Thoracic
Mark W. Hennon, MD
Thoracic Surgeon
Roswell Park Comprehensive Cancer Center
Buffalo, New York, United States
Mark W. Hennon, MD
Thoracic Surgeon
Roswell Park Comprehensive Cancer Center
Buffalo, New York, United States
Mark W. Hennon, MD
Thoracic Surgeon
Roswell Park Comprehensive Cancer Center
Buffalo, New York, United States
Elisabeth Dexter, MD
Thoracic Surgeon
Roswell Park Comprehensive Cancer Center, United States
Todd Demmy, MD
Professor
Roswell Park Comprehensive Cancer Center, United States
Chukwumere Nwogu, MD
Professor of Surgery
Roswell Park Comprehensive Cancer Center, United States
Kristopher Attwood, PhD
Biostatistician
Roswell Park Comprehensive Cancer Center, New York, United States
Adrienne Groman, MS
Biostatistician
Roswell Park Comprehensive Cancer Center, United States
Sai Yendamuri, MD, MBA
Professor and Chair of Thoracic Surgery
Roswell Park Comprehensive Cancer Center
Buffalo, New York, United States
Increasingly, surgeons are operating on smaller NSCLC cancers.

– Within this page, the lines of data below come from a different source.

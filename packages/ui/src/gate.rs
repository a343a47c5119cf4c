//! Spinner-delay timer for the route guard.
//!
//! [`use_auth_gate`] feeds the auth context and a cancellable timer into a
//! [`store::AuthGate`] and returns the current [`GatePhase`].

use std::time::Duration;

use dioxus::prelude::*;
use store::{AuthGate, GatePhase};

use crate::auth::use_auth;

async fn sleep(delay: Duration) {
    #[cfg(target_arch = "wasm32")]
    gloo_timers::future::sleep(delay).await;
    #[cfg(not(target_arch = "wasm32"))]
    tokio::time::sleep(delay).await;
}

/// Track the guard phase for the current mount of the route at `path`.
///
/// Every change of the loading flag cancels the pending timer and arms a new
/// one with the flag captured at that moment. The timer task belongs to this
/// scope, so it is dropped on unmount.
pub fn use_auth_gate(spinner_delay: Duration, path: String) -> GatePhase {
    let auth = use_auth();
    let mut gate = use_signal(AuthGate::new);
    let mut timer = use_signal(|| Option::<Task>::None);

    use_effect(move || {
        let session = auth().session();
        gate.write().observe(session);

        if let Some(pending) = timer.write().take() {
            pending.cancel();
        }
        let loading = session.is_loading;
        let task = spawn(async move {
            sleep(spinner_delay).await;
            gate.write().delay_elapsed(loading);
        });
        timer.set(Some(task));
    });

    let session = auth().session();
    let phase = gate().decide(session);

    use_effect(use_reactive!(|(session, phase, path)| {
        tracing::debug!(
            authenticated = session.is_authenticated,
            loading = session.is_loading,
            initial_check_done = gate.peek().initial_check_done(),
            path = %path,
            ?phase,
            "Route guard state"
        );
    }));

    phase
}
use dioxus::prelude::*;

use store::config::AboutConfig;
use store::{load_summary, ProfileSummary, ProgressError};

use crate::components::{use_toast, Button, ButtonVariant, Card, ProgressBar, Separator, Switch, ToastOptions};
use crate::icons::{FaAward, FaBook, FaBriefcase, FaGamepad, FaGear, FaPen, FaRightFromBracket};
use crate::progress::ApiProgressSource;
use crate::{toggle_theme, use_auth, use_theme, Icon, LogoutButton};

const VIEWS_CSS: Asset = asset!("/src/views/views.css");

/// Profile dashboard: account details, settings, learning progress and links.
///
/// Progress is fetched once per user identity. A failed fetch is logged and
/// the previous numbers stay on screen.
#[component]
pub fn ProfileView(
    about: AboutConfig,
    on_navigate_games: EventHandler<()>,
    on_logged_out: EventHandler<()>,
) -> Element {
    let auth = use_auth();
    let mut theme = use_theme();
    let toast = use_toast();
    let mut summary = use_signal(ProfileSummary::default);

    let user_id = use_memo(move || auth().user_id());

    // Owned by this scope: a fetch still in flight at unmount is dropped
    // instead of writing into a dead signal.
    let _loader = use_resource(move || async move {
        let Some(user_id) = user_id() else {
            return;
        };
        match load_summary(&ApiProgressSource, &user_id).await {
            Ok(fresh) => summary.set(fresh),
            Err(ProgressError::Unauthenticated) => {
                tracing::warn!(user_id = %user_id, "Session expired before progress loaded");
            }
            Err(e) => tracing::error!("Error fetching user progress: {}", e),
        }
    });

    let handle_theme_toggle = move |_: bool| {
        let next = toggle_theme(&mut theme);
        let label = next.label();
        toast.info(
            format!("{label} mode activated"),
            ToastOptions::new().description(format!(
                "The app theme has been changed to {} mode.",
                label.to_lowercase()
            )),
        );
    };

    let handle_logged_out = move |_| {
        toast.success(
            "Logged out".to_string(),
            ToastOptions::new().description("You have been logged out successfully.".to_string()),
        );
        on_logged_out.call(());
    };

    let user = auth().user;
    let initial = user.as_ref().map(|u| u.initial()).unwrap_or('U');
    let name = user.as_ref().map(|u| u.display_name().to_string()).unwrap_or_default();
    let email = user.as_ref().map(|u| u.email.clone()).unwrap_or_default();
    let language = user.as_ref().map(|u| u.preferred_language.clone()).unwrap_or_default();
    let current_theme = theme();
    let stats = summary();

    rsx! {
        document::Link { rel: "stylesheet", href: VIEWS_CSS }
        div {
            class: "view-page",

            h1 { class: "view-title", "Your Profile" }

            Card {
                class: "profile-card",
                div {
                    class: "profile-header",
                    div {
                        class: "profile-avatar",
                        span { "{initial}" }
                        button {
                            class: "profile-avatar-edit",
                            title: "Edit avatar",
                            Icon { icon: FaPen, width: 14, height: 14 }
                        }
                    }
                    h2 { class: "profile-name", "{name}" }
                    p { class: "view-muted", "{email}" }
                }

                div {
                    class: "settings-list",
                    SettingsRow {
                        title: "Learning Language",
                        detail: language,
                        Button { variant: ButtonVariant::Ghost, "Change" }
                    }
                    SettingsRow {
                        title: "Notification Settings",
                        detail: "Course reminders, updates",
                        Button { variant: ButtonVariant::Ghost, "Manage" }
                    }
                    SettingsRow {
                        title: "App Theme",
                        detail: format!("{} mode", current_theme.label()),
                        Switch {
                            checked: current_theme.is_dark(),
                            on_checked_change: handle_theme_toggle,
                        }
                    }
                }
            }

            h2 { class: "view-section-title", "Learning Progress" }

            Card {
                class: "progress-card",
                div {
                    class: "stat-grid",
                    StatTile {
                        value: stats.courses_in_progress,
                        label: "Courses in Progress",
                        Icon { icon: FaBook, width: 24, height: 24 }
                    }
                    StatTile {
                        value: stats.achievements_count,
                        label: "Achievements",
                        Icon { icon: FaAward, width: 24, height: 24 }
                    }
                }

                if stats.shows_overall_progress() {
                    div {
                        class: "overall-progress",
                        p { class: "overall-progress-label", "Overall Progress" }
                        ProgressBar { value: stats.average_progress }
                        p { class: "view-muted text-right", "{stats.average_progress}% Complete" }
                    }
                }
            }

            h2 { class: "view-section-title", "Learning Resources" }

            Card {
                ResourceLink {
                    title: "Interactive Games & Quizzes",
                    detail: "Learn while having fun",
                    onclick: move |_| on_navigate_games.call(()),
                    Icon { icon: FaGamepad, width: 20, height: 20 }
                }
                Separator {}
                ResourceLink {
                    title: "Job Opportunities",
                    detail: "Browse jobs matching your skills",
                    Icon { icon: FaBriefcase, width: 20, height: 20 }
                }
                Separator {}
                ResourceLink {
                    title: "Skill Assessment",
                    detail: "Test your skills and get recommendations",
                    Icon { icon: FaGear, width: 20, height: 20 }
                }
            }

            LogoutButton {
                variant: ButtonVariant::Outline,
                class: "sign-out",
                on_logged_out: handle_logged_out,
                Icon { icon: FaRightFromBracket, width: 16, height: 16 }
            }

            p {
                class: "profile-footer",
                "HerVoice v{about.version} - Powered by {about.powered_by}"
                br {}
                span { class: "helpline", "Women Safety Helpline: {about.helpline}" }
            }
        }
    }
}

#[component]
fn SettingsRow(title: String, detail: String, children: Element) -> Element {
    rsx! {
        div {
            class: "settings-row",
            div {
                p { class: "settings-row-title", "{title}" }
                p { class: "view-muted", "{detail}" }
            }
            {children}
        }
    }
}

#[component]
fn StatTile(value: u32, label: String, children: Element) -> Element {
    rsx! {
        div {
            class: "stat-tile",
            div { class: "stat-icon", {children} }
            p { class: "stat-value", "{value}" }
            p { class: "view-muted", "{label}" }
        }
    }
}

#[component]
fn ResourceLink(
    title: String,
    detail: String,
    #[props(default)] onclick: EventHandler<MouseEvent>,
    children: Element,
) -> Element {
    rsx! {
        Button {
            variant: ButtonVariant::Ghost,
            class: "resource-link",
            onclick: move |evt| onclick.call(evt),
            div { class: "resource-icon", {children} }
            div {
                class: "resource-text",
                p { class: "resource-title", "{title}" }
                p { class: "view-muted", "{detail}" }
            }
        }
    }
}
//! Registration page view with email/password form.

use dioxus::prelude::*;
use ui::components::{Button, ButtonVariant};
use ui::{use_auth, AuthState};

use crate::Route;

const LANGUAGES: [&str; 5] = ["English", "Hindi", "Tamil", "Bengali", "Marathi"];

/// Register page component.
#[component]
pub fn Register() -> Element {
    let mut auth = use_auth();
    let nav = use_navigator();
    let mut name = use_signal(String::new);
    let mut email = use_signal(String::new);
    let mut language = use_signal(|| LANGUAGES[0].to_string());
    let mut password = use_signal(String::new);
    let mut confirm_password = use_signal(String::new);
    let mut error = use_signal(|| Option::<String>::None);
    let mut loading = use_signal(|| false);

    use_effect(move || {
        let state = auth();
        if !state.loading && state.user.is_some() {
            nav.replace(Route::Profile {});
        }
    });

    let handle_register = move |evt: FormEvent| {
        evt.prevent_default();
        spawn(async move {
            error.set(None);

            let n = name().trim().to_string();
            let e = email().trim().to_string();
            let p = password();

            if n.is_empty() {
                error.set(Some("Name is required".to_string()));
                return;
            }
            if e.is_empty() || !e.contains('@') {
                error.set(Some("Please enter a valid email".to_string()));
                return;
            }
            if p.len() < 8 {
                error.set(Some("Password must be at least 8 characters".to_string()));
                return;
            }
            if p != confirm_password() {
                error.set(Some("Passwords do not match".to_string()));
                return;
            }

            loading.set(true);
            match api::register(e, p, n, language()).await {
                Ok(user) => {
                    auth.set(AuthState::signed_in(user));
                    nav.replace(Route::Profile {});
                }
                Err(e) => {
                    loading.set(false);
                    error.set(Some(e.to_string()));
                }
            }
        });
    };

    rsx! {
        div {
            class: "auth-page",

            h1 { class: "auth-title", "Create Account" }
            p { class: "auth-subtitle", "Sign up for HerVoice" }

            form {
                onsubmit: handle_register,
                class: "auth-form",

                if let Some(err) = error() {
                    div { class: "auth-error", "{err}" }
                }

                input {
                    class: "auth-input",
                    r#type: "text",
                    placeholder: "Name",
                    value: name(),
                    oninput: move |evt: FormEvent| name.set(evt.value()),
                }

                input {
                    class: "auth-input",
                    r#type: "email",
                    placeholder: "Email",
                    value: email(),
                    oninput: move |evt: FormEvent| email.set(evt.value()),
                }

                select {
                    class: "auth-input",
                    value: language(),
                    onchange: move |evt: FormEvent| language.set(evt.value()),
                    for lang in LANGUAGES {
                        option { key: "{lang}", value: "{lang}", "{lang}" }
                    }
                }

                input {
                    class: "auth-input",
                    r#type: "password",
                    placeholder: "Password (min. 8 characters)",
                    value: password(),
                    oninput: move |evt: FormEvent| password.set(evt.value()),
                }

                input {
                    class: "auth-input",
                    r#type: "password",
                    placeholder: "Confirm password",
                    value: confirm_password(),
                    oninput: move |evt: FormEvent| confirm_password.set(evt.value()),
                }

                Button {
                    variant: ButtonVariant::Primary,
                    r#type: "submit",
                    disabled: loading(),
                    if loading() { "Creating account..." } else { "Create Account" }
                }
            }

            p {
                class: "auth-switch",
                "Already have an account? "
                Link { to: Route::Login { from: String::new() }, "Sign in" }
            }
        }
    }
}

Whether these small cancers follow the same time-dependent recurrence patterns as larger tumors. Current guidelines and expert recommendations are based on experience predominantly with larger tumors. We sought to assess these dynamics in a contemporary series to assess appropriateness of current guidelines.
Methods:
This is a retrospective single institution study of 1861 patients who underwent surgical resection of nonsmall cell lung cancer at an NCI designated comprehensive cancer center between January 1, 2010 and December 31, 2020. 526 Stage I and II patients with tumors less than 2 cm were compared to 649 with tumors greater than 2 cm. Epanechnikov kernel-smoothed time-dependent hazard functions for tumors < or ≥ 2 cm were plotted and compared. Based on these findings, different surveillance interval schedules were modeled and analyzed for acceptable rates of disease recurrence at each timeframe.
Results:
A total of 1175 stage I and II patients were included. 76% were stage I, 24% were stage II. 57.5 % (676) were female. Median age was 68 years. Tumor histology was adenocarcinoma in 51.5% (697) of patients, squamous cell carcinoma in 30.9% (363), and other in 9.7% (115). Mean tumor size was 13.6 mm in the < 2 cm group, and 37.4 mm in the ≥ 2 cm group. Mean lymph nodes sampled was 13.3. Figure 1 shows that the hazard function for recurrence is qualitatively different for tumors < 2cm, with no discernible peak. For tumors ≥ 2cm, a clear peak at ~ 18 months with a fall to baseline peak was observed. Risk of recurrence in intervals between surveillance for different schemata demonstrated that yearly surveillance, instead of more intensive surveillance (6 monthly) in the first two years after surgical resection was acceptable.
Conclusions:
NSCLC tumors < 2cm have markedly different recurrence dynamics. This may imply different surveillance schema. If our observation is verified by other investigators, this will likely have a great impact on surveillance costs. This impact will likely increase over time, given the increasing proportion of smaller tumors that surgeons resect in the United States.